Task instructions:
Repeat the data below with no changes.

===== Data for this exercise =====

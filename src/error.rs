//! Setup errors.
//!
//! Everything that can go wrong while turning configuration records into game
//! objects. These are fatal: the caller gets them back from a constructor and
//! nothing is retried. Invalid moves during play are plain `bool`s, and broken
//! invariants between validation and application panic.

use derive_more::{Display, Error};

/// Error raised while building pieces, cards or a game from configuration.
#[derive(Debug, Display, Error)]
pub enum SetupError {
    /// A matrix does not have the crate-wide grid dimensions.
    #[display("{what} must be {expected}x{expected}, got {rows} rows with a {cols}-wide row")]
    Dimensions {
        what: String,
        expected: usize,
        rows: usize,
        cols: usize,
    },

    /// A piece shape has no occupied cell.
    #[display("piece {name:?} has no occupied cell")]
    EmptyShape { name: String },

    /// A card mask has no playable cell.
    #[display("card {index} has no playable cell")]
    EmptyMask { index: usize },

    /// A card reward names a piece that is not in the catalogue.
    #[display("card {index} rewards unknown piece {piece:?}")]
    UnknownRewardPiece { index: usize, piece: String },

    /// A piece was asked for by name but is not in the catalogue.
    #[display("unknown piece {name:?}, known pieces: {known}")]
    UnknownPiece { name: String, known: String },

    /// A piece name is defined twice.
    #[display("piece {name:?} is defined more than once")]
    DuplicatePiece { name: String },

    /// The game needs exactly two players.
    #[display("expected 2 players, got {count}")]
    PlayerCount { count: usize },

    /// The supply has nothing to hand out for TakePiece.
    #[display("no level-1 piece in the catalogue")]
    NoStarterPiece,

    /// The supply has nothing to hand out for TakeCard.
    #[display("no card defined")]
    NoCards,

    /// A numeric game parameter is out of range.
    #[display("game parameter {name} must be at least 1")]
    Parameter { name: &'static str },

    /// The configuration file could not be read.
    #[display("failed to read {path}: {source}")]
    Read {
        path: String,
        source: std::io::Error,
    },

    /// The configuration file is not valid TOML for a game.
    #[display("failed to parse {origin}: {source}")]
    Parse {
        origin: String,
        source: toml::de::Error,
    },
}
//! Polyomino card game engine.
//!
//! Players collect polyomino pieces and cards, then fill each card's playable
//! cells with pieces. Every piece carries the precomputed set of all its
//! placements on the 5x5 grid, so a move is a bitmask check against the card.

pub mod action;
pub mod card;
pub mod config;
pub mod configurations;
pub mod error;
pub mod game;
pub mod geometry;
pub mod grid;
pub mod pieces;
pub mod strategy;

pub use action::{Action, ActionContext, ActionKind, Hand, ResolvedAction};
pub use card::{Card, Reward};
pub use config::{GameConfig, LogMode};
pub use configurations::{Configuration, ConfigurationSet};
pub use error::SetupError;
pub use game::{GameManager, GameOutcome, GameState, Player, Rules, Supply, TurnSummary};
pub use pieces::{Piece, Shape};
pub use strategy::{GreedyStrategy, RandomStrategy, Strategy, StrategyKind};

=====

Result for this exercise:
filename src/error.rs
//! Setup errors.
//!
//! Everything that can go wrong while turning configuration records into game
//! objects. These are fatal: the caller gets them back from a constructor and
//! nothing is retried. Invalid moves during play are plain `bool`s, and broken
//! invariants between validation and application panic.

use derive_more::{Display, Error};

/// Error raised while building pieces, cards or a game from configuration.
#[derive(Debug, Display, Error)]
pub enum SetupError {
    /// A matrix does not have the crate-wide grid dimensions.
    #[display("{what} must be {expected}x{expected}, got {rows} rows with a {cols}-wide row")]
    Dimensions {
        what: String,
        expected: usize,
        rows: usize,
        cols: usize,
    },

    /// A piece shape has no occupied cell.
    #[display("piece {name:?} has no occupied cell")]
    EmptyShape { name: String },

    /// A card mask has no playable cell.
    #[display("card {index} has no playable cell")]
    EmptyMask { index: usize },

    /// A card reward names a piece that is not in the catalogue.
    #[display("card {index} rewards unknown piece {piece:?}")]
    UnknownRewardPiece { index: usize, piece: String },

    /// A piece was asked for by name but is not in the catalogue.
    #[display("unknown piece {name:?}, known pieces: {known}")]
    UnknownPiece { name: String, known: String },

    /// A piece name is defined twice.
    #[display("piece {name:?} is defined more than once")]
    DuplicatePiece { name: String },

    /// The game needs exactly two players.
    #[display("expected 2 players, got {count}")]
    PlayerCount { count: usize },

    /// The supply has nothing to hand out for TakePiece.
    #[display("no level-1 piece in the catalogue")]
    NoStarterPiece,

    /// The supply has nothing to hand out for TakeCard.
    #[display("no card defined")]
    NoCards,

    /// A numeric game parameter is out of range.
    #[display("game parameter {name} must be at least 1")]
    Parameter { name: &'static str },

    /// The configuration file could not be read.
    #[display("failed to read {path}: {source}")]
    Read {
        path: String,
        source: std::io::Error,
    },

    /// The configuration file is not valid TOML for a game.
    #[display("failed to parse {origin}: {source}")]
    Parse {
        origin: String,
        source: toml::de::Error,
    },
}
//! Polyomino card game engine.
//!
//! Players collect polyomino pieces and cards, then fill each card's playable
//! cells with pieces. Every piece carries the precomputed set of all its
//! placements on the 5x5 grid, so a move is a bitmask check against the card.

pub mod action;
pub mod card;
pub mod config;
pub mod configurations;
pub mod error;
pub mod game;
pub mod geometry;
pub mod grid;
pub mod pieces;
pub mod strategy;

pub use action::{Action, ActionContext, ActionKind, Hand, ResolvedAction};
pub use card::{Card, Reward};
pub use config::{GameConfig, LogMode};
pub use configurations::{Configuration, ConfigurationSet};
pub use error::SetupError;
pub use game::{GameManager, GameOutcome, GameState, Player, Rules, Supply, TurnSummary};
pub use pieces::{Piece, Shape};
pub use strategy::{GreedyStrategy, RandomStrategy, Strategy, StrategyKind};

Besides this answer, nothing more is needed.